One indication of the confidence senior NHS officials have in the progress we’re making is the fact we’ve been able to spend significant sums of money on improving services. Our capital expenditure for the past two years was £90m and saw us invest in, among other things, the ED at KGH and new critical care facilities at both hospitals. 

Future plans include a belated, but totally transformative move away from paper records to digital ones; the proposed CDC at BCH; and expanding the KGH surgical hub with the addition of two extra theatres, more recovery beds and improved staff facilities.

At the halfway point in the financial year we were on track to deliver a deficit of £20m on an income of £780m. We continue to make reasonable progress cutting our spend on high-cost agency workers and we have 500 more substantive staff compared with a year ago. We’re also examining how much we spend on the items we use. We’ve saved £9,000 switching our supplier of bed socks. When we did the same exercise with our blood gas syringes, we saved £300,000.

Our staff

The hike in mortgage repayments has been added to the list of things colleagues are concerned about as they deal with the cost-of-living crisis. Later this month the S.M.I.L.E. charity will run stalls where the items being offered to staff (for a £2 charity donation) will include new and used toys, food and clothes. This builds on what we’ve been doing to provide free period products (we’ve distributed nearly 600 items across our sites) and help with the cost of school uniforms.

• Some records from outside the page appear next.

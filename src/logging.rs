use std::fs::OpenOptions;
use std::sync::mpsc::{self, SyncSender, TrySendError};
use std::sync::Arc;

use serde_json::{json, Map, Value};
use tracing::field::{Field, Visit};
use tracing::{Event, Subscriber};
use tracing_subscriber::filter::Directive;
use tracing_subscriber::fmt::format::FmtSpan;
use tracing_subscriber::layer::{Context, Layer, SubscriberExt};
use tracing_subscriber::util::SubscriberInitExt;
use tracing_subscriber::{EnvFilter, Registry};

use crate::config::LogConfig;
use crate::{fmt, Error};

const APPLICATION: &str = "oowsync";
const SEQ_QUEUE_CAPACITY: usize = 1024;

pub fn init(config: &LogConfig) -> Result<(), Error> {
    let timer = tracing_subscriber::fmt::time::OffsetTime::local_rfc_3339()?;

    let mut env_filter =
        EnvFilter::try_from_default_env().unwrap_or_else(|_| EnvFilter::new(&config.level));

    let directives = [
        "sqlx=warn",
        "reqwest=warn",
        "hyper=warn",
        "hyper_util=warn",
        "h2=warn",
        "oowsync=trace",
        "oowsync::database=debug",
    ];

    for directive in directives {
        if let Ok(parsed) = directive.parse::<Directive>() {
            env_filter = env_filter.add_directive(parsed);
        }
    }

    let stdout_layer = default_layer()
        .with_writer(std::io::stdout)
        .with_timer(timer.clone());

    let text_file = OpenOptions::new()
        .create(true)
        .append(true)
        .open(&config.path)?;
    let text_file_layer = default_layer()
        .pretty()
        .with_writer(Arc::new(text_file))
        .with_timer(timer.clone())
        .with_ansi(false);

    let json_file = OpenOptions::new()
        .create(true)
        .append(true)
        .open(&config.json_path)?;
    let json_file_layer = default_layer()
        .json()
        .with_writer(Arc::new(json_file))
        .with_timer(timer)
        .with_ansi(false);

    let seq_layer = config.seq_endpoint.clone().map(SeqLayer::spawn);

    Registry::default()
        .with(env_filter)
        .with(stdout_layer)
        .with(text_file_layer)
        .with(json_file_layer)
        .with(seq_layer)
        .try_init()?;

    Ok(())
}

fn default_layer<S>() -> tracing_subscriber::fmt::Layer<S>
where
    S: Subscriber,
{
    tracing_subscriber::fmt::layer()
        .with_level(true)
        .with_line_number(true)
        .with_target(true)
        .with_span_events(FmtSpan::CLOSE)
}

/// Ships events to Seq as CLEF. Events are queued to one background thread;
/// when the queue is full the event is dropped rather than blocking a job.
struct SeqLayer {
    sender: SyncSender<String>,
}

impl SeqLayer {
    fn spawn(endpoint: String) -> Self {
        let (sender, receiver) = mpsc::sync_channel::<String>(SEQ_QUEUE_CAPACITY);

        std::thread::Builder::new()
            .name("seq-forwarder".into())
            .spawn(move || {
                for body in receiver {
                    post_clef(&endpoint, &body);
                }
            })
            .map_err(|e| eprintln!("Failed to start Seq forwarder: {}", e))
            .ok();

        Self { sender }
    }
}

fn post_clef(endpoint: &str, body: &str) {
    match ureq::post(endpoint)
        .set("Content-Type", "application/vnd.serilog.clef")
        .send_string(body)
    {
        Ok(_) => {}
        Err(ureq::Error::Status(code, response)) => {
            eprintln!(
                "Seq rejected log event (HTTP {}): {}",
                code,
                response.into_string().unwrap_or_default()
            );
        }
        Err(e) => eprintln!("Failed to send log to Seq: {}", e),
    }
}

#[derive(Default)]
struct ClefVisitor {
    fields: Map<String, Value>,
}

impl Visit for ClefVisitor {
    fn record_debug(&mut self, field: &Field, value: &dyn std::fmt::Debug) {
        self.fields
            .insert(field.name().to_string(), json!(fmt!("{:?}", value)));
    }

    fn record_str(&mut self, field: &Field, value: &str) {
        self.fields.insert(field.name().to_string(), json!(value));
    }

    fn record_i64(&mut self, field: &Field, value: i64) {
        self.fields.insert(field.name().to_string(), json!(value));
    }

    fn record_u64(&mut self, field: &Field, value: u64) {
        self.fields.insert(field.name().to_string(), json!(value));
    }

    fn record_bool(&mut self, field: &Field, value: bool) {
        self.fields.insert(field.name().to_string(), json!(value));
    }

    fn record_f64(&mut self, field: &Field, value: f64) {
        self.fields.insert(field.name().to_string(), json!(value));
    }
}

fn clef_level(level: &tracing::Level) -> &'static str {
    match *level {
        tracing::Level::TRACE => "Verbose",
        tracing::Level::DEBUG => "Debug",
        tracing::Level::INFO => "Information",
        tracing::Level::WARN => "Warning",
        tracing::Level::ERROR => "Error",
    }
}

impl<S: Subscriber> Layer<S> for SeqLayer {
    fn on_event(&self, event: &Event<'_>, _ctx: Context<'_, S>) {
        let metadata = event.metadata();

        let mut visitor = ClefVisitor::default();
        event.record(&mut visitor);

        let message_template = visitor
            .fields
            .remove("message")
            .and_then(|v| v.as_str().map(String::from))
            .unwrap_or_else(|| metadata.name().to_string());

        let mut payload = Map::new();
        payload.insert(
            "@t".into(),
            json!(chrono::Utc::now().to_rfc3339_opts(chrono::SecondsFormat::Micros, true)),
        );
        payload.insert("@mt".into(), json!(message_template));
        payload.insert("@l".into(), json!(clef_level(metadata.level())));
        payload.insert("Application".into(), json!(APPLICATION));
        payload.insert("SourceContext".into(), json!(metadata.target()));
        if let Some(line) = metadata.line() {
            payload.insert("SourceLine".into(), json!(line));
        }
        payload.extend(visitor.fields);

        match self.sender.try_send(Value::Object(payload).to_string()) {
            Ok(()) => {}
            Err(TrySendError::Full(_)) => eprintln!("Seq queue full, dropping log event"),
            Err(TrySendError::Disconnected(_)) => {}
        }
    }
}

Another development that addresses staff wellbeing is the provision, on a trial basis, of subsidised Brompton bikes at Queen’s. The benefits of cycling for one’s health and for the environment are obvious. We’re looking at extending the scheme to KGH and at introducing electric bikes.

Given the gap between this year’s NHS pay rises and the rate of inflation, there is talk of industrial action being taken in the near future by nurses, junior doctors and other health workers. If this happens, it will inevitably have an impact on our services.

The coming months

I’m delighted Janine La Rosa, our new Chief People Officer, joins us this month and Louise Dark will start next year as our KGH Managing Director. Louise will bring her considerable NHS experience (she’s currently programme director for elective care at NHS London) to this new role as we strengthen the site leadership of the two hospitals.

The way our new hospital leaders communicate with their teams will be aided by the fact we’ve introduced Workplace. It helps people collaborate and connect with colleagues (via a mobile app or a desktop computer) far more easily than before. We are the first acute trust in London to introduce it and in just three weeks more than half of our substantive staff had signed up.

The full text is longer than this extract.